In a shared practice such as a hospital or clinic, the organization is typically the information custodian with access control over medical records. Alternatively, if the physicians maintain patient rosters and records separately, the individual physicians may be the custodians of their patients’ records in a manner similar to a solo office practice.
Consider the following before accessing records outside of an existing doctor-patient relationship or other authorized purpose:
- Seek permission from the institution, and be forthcoming about your reasons for requesting access to a patient’s chart.
- If access to records is ongoing and recurrent, such as for M&M rounds, ensure the institution is aware and approves of this use, and determine whether it is permitted by privacy legislation in your province or territory.
- Do not assume that past consent for the provision of care extends to consent to access a patient’s chart indefinitely, particularly if you are no longer involved in the care of the patient.
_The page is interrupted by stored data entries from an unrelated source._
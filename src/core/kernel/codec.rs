use serde_json::Value;

use crate::core::errors::ClientError;

/// One logical unit of the wire protocol.
///
/// The protocol is socket.io-style text framing: a leading numeric tag
/// distinguishes control frames from event frames, and event frames embed a
/// JSON array of `["<event name>", <body>]`.
#[derive(Debug, Clone, PartialEq)]
pub enum Frame {
    /// `0{json}` - transport open, carries handshake info such as `sid`.
    Open(Value),
    /// `40` / `40{json}` - namespace connect request or acknowledgment.
    ConnectAck(Option<Value>),
    /// `2` - server liveness probe, must be answered with `Pong`.
    Ping,
    /// `3` - liveness ack.
    Pong,
    /// `1` / `41` - close notice.
    Close,
    /// `42[...]` or `451-[...]` - named event with a structured body.
    /// Commands, command replies and unsolicited pushes all travel as events.
    Event { name: String, body: Value },
}

impl Frame {
    pub fn event(name: impl Into<String>, body: Value) -> Self {
        Self::Event {
            name: name.into(),
            body,
        }
    }

    /// Encode into the wire text. Deterministic: identical logical frames
    /// always produce byte-identical output.
    pub fn encode(&self) -> String {
        match self {
            Self::Open(body) => format!("0{body}"),
            Self::ConnectAck(None) => "40".to_string(),
            Self::ConnectAck(Some(body)) => format!("40{body}"),
            Self::Ping => "2".to_string(),
            Self::Pong => "3".to_string(),
            Self::Close => "41".to_string(),
            Self::Event { name, body } => {
                if body.is_null() {
                    format!("42[{}]", Value::String(name.clone()))
                } else {
                    format!("42[{},{}]", Value::String(name.clone()), body)
                }
            }
        }
    }

    /// Decode one complete frame from its wire text.
    pub fn decode(raw: &str) -> Result<Self, ClientError> {
        match raw {
            "" => Err(ClientError::Framing("empty frame".to_string())),
            "2" => Ok(Self::Ping),
            "3" => Ok(Self::Pong),
            "1" | "41" => Ok(Self::Close),
            "40" => Ok(Self::ConnectAck(None)),
            _ => {
                if let Some(body) = raw.strip_prefix("40") {
                    let value = serde_json::from_str(body)
                        .map_err(|e| ClientError::Framing(format!("bad connect ack: {e}")))?;
                    return Ok(Self::ConnectAck(Some(value)));
                }
                if let Some(body) = raw.strip_prefix("42") {
                    return Self::decode_event(body);
                }
                // `451-[...]` announces a binary attachment; the JSON part
                // after the separator still names the event and its body.
                if let Some(rest) = raw.strip_prefix("451-") {
                    return Self::decode_event(rest);
                }
                if let Some(body) = raw.strip_prefix('0') {
                    let value = serde_json::from_str(body)
                        .map_err(|e| ClientError::Framing(format!("bad open frame: {e}")))?;
                    return Ok(Self::Open(value));
                }
                let head: String = raw.chars().take(16).collect();
                Err(ClientError::Framing(format!(
                    "unrecognized frame tag: {head}"
                )))
            }
        }
    }

    fn decode_event(body: &str) -> Result<Self, ClientError> {
        let parsed: Value = serde_json::from_str(body)
            .map_err(|e| ClientError::Framing(format!("bad event frame: {e}")))?;
        let arr = parsed
            .as_array()
            .ok_or_else(|| ClientError::Framing("event frame is not an array".to_string()))?;
        let name = arr
            .first()
            .and_then(Value::as_str)
            .ok_or_else(|| ClientError::Framing("event frame missing name".to_string()))?
            .to_string();
        let body = arr.get(1).cloned().unwrap_or(Value::Null);
        Ok(Self::Event { name, body })
    }
}

/// Reassembly buffer for frames split across multiple transport reads.
///
/// The transport normally delivers one frame per text message, but partial
/// reads can split a frame at an arbitrary byte. Bytes are buffered until the
/// accumulated text parses as a complete frame; `push` returns the frames
/// completed by the given chunk.
#[derive(Debug, Default)]
pub struct FrameBuffer {
    pending: String,
}

impl FrameBuffer {
    pub fn new() -> Self {
        Self::default()
    }

    /// Feed one transport read. A chunk ending a frame yields that frame;
    /// otherwise the bytes are retained for the next read.
    pub fn push(&mut self, chunk: &str) -> Result<Vec<Frame>, ClientError> {
        self.pending.push_str(chunk);

        match Frame::decode(&self.pending) {
            Ok(frame) => {
                self.pending.clear();
                Ok(vec![frame])
            }
            Err(_) if self.could_complete() => Ok(Vec::new()),
            Err(e) => {
                self.pending.clear();
                Err(e)
            }
        }
    }

    /// Whether the buffered prefix could still grow into a valid frame.
    /// A JSON-bodied frame is incomplete until its brackets balance; anything
    /// that already fails with balanced brackets is genuinely malformed.
    fn could_complete(&self) -> bool {
        let s = &self.pending;
        let Some(first) = s.chars().next() else {
            return true;
        };
        if !first.is_ascii_digit() {
            return false;
        }

        let mut depth = 0i32;
        let mut in_string = false;
        let mut escaped = false;
        let mut seen_json = false;
        for c in s.chars() {
            if in_string {
                if escaped {
                    escaped = false;
                } else if c == '\\' {
                    escaped = true;
                } else if c == '"' {
                    in_string = false;
                }
                continue;
            }
            match c {
                '"' => {
                    in_string = true;
                    seen_json = true;
                }
                '{' | '[' => {
                    depth += 1;
                    seen_json = true;
                }
                '}' | ']' => depth -= 1,
                _ => {}
            }
        }
        // Tag-only prefixes ("4", "45", "451-") and unbalanced JSON bodies
        // may still complete; balanced-but-unparseable input is malformed.
        in_string || depth > 0 || !seen_json
    }

    pub fn is_empty(&self) -> bool {
        self.pending.is_empty()
    }
}

#[cfg(test)]
mod tests {
    use super::*;
    use serde_json::json;

    #[test]
    fn round_trip_control_frames() {
        for frame in [Frame::Ping, Frame::Pong, Frame::Close, Frame::ConnectAck(None)] {
            assert_eq!(Frame::decode(&frame.encode()).unwrap(), frame);
        }
    }

    #[test]
    fn round_trip_event_frames() {
        let frames = [
            Frame::event("ps", Value::Null),
            Frame::event("getBalance", Value::Null),
            Frame::event(
                "openOrder",
                json!({"asset": "EURUSD", "amount": 10.0, "action": "call"}),
            ),
            Frame::event("loadHistoryPeriod", json!({"asset": "EURUSD", "period": 60})),
        ];
        for frame in frames {
            assert_eq!(Frame::decode(&frame.encode()).unwrap(), frame);
        }
    }

    #[test]
    fn encoding_is_deterministic() {
        let frame = Frame::event("openOrder", json!({"asset": "EURUSD", "amount": 10.0}));
        assert_eq!(frame.encode(), frame.encode());
    }

    #[test]
    fn decodes_open_and_connect_ack_bodies() {
        let open = Frame::decode(r#"0{"sid":"abc","pingInterval":25000}"#).unwrap();
        assert!(matches!(open, Frame::Open(ref v) if v["sid"] == "abc"));

        let ack = Frame::decode(r#"40{"sid":"xyz"}"#).unwrap();
        assert!(matches!(ack, Frame::ConnectAck(Some(ref v)) if v["sid"] == "xyz"));
    }

    #[test]
    fn decodes_attachment_announced_events() {
        let frame = Frame::decode(r#"451-["loadHistoryPeriod",{"asset":"EURUSD"}]"#).unwrap();
        assert_eq!(
            frame,
            Frame::event("loadHistoryPeriod", json!({"asset": "EURUSD"}))
        );
    }

    #[test]
    fn malformed_input_is_a_framing_error() {
        assert!(matches!(
            Frame::decode("hello"),
            Err(ClientError::Framing(_))
        ));
        assert!(matches!(
            Frame::decode(r#"42{"not":"an array"}"#),
            Err(ClientError::Framing(_))
        ));
        assert!(matches!(Frame::decode(""), Err(ClientError::Framing(_))));
    }

    #[test]
    fn buffer_reassembles_split_frames() {
        let mut buffer = FrameBuffer::new();
        assert!(buffer.push(r#"42["successauth","#).unwrap().is_empty());
        let frames = buffer.push(r#"{"uid":42}]"#).unwrap();
        assert_eq!(frames, vec![Frame::event("successauth", json!({"uid": 42}))]);
        assert!(buffer.is_empty());
    }

    #[test]
    fn buffer_rejects_balanced_garbage() {
        let mut buffer = FrameBuffer::new();
        assert!(buffer.push(r#"42{"x":1}"#).is_err());
        // Buffer recovers after the error.
        assert_eq!(
            buffer.push("2").unwrap(),
            vec![Frame::Ping],
        );
    }
}
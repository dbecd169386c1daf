pub mod client;
pub mod core;

pub use client::endpoints::{default_endpoints, Endpoint, EndpointSelector};
pub use client::OptionClient;
pub use core::config::{ClientConfig, SessionCredentials};
pub use core::errors::ClientError;
pub use core::events::{CallbackId, Event, EventCallback, EventKind};
pub use core::types::*;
- Be aware that built-in audit controls of EMR systems may automatically detect each instance of access to a record. Be prepared to justify any access that is not required for the provision of clinical care.
- Become familiar with any legal contract (e.g. data sharing agreement, or inter-physician agreement among a group of physicians) that applies to your use of an EMR system. (See the Electronic Record Handbook [PDF] for more information.)
- While legislation generally allows you to access relevant medical records in the event you receive a College or hospital complaint or a legal action, discuss your information needs with your institution or clinic, and contact the CMPA before accessing the records.
The bottom line
Before you access the medical record of a patient for whom you are not currently providing care, ask yourself: “Does the information custodian approve of the access for my purposes?” and “Is access legally permissible according to the health information legislation in my province or territory?” Your risk of breaching the patient’s privacy will be reduced if you can answer both of these questions in the affirmative. If you have questions or concerns, contact the CMPA for individual advice.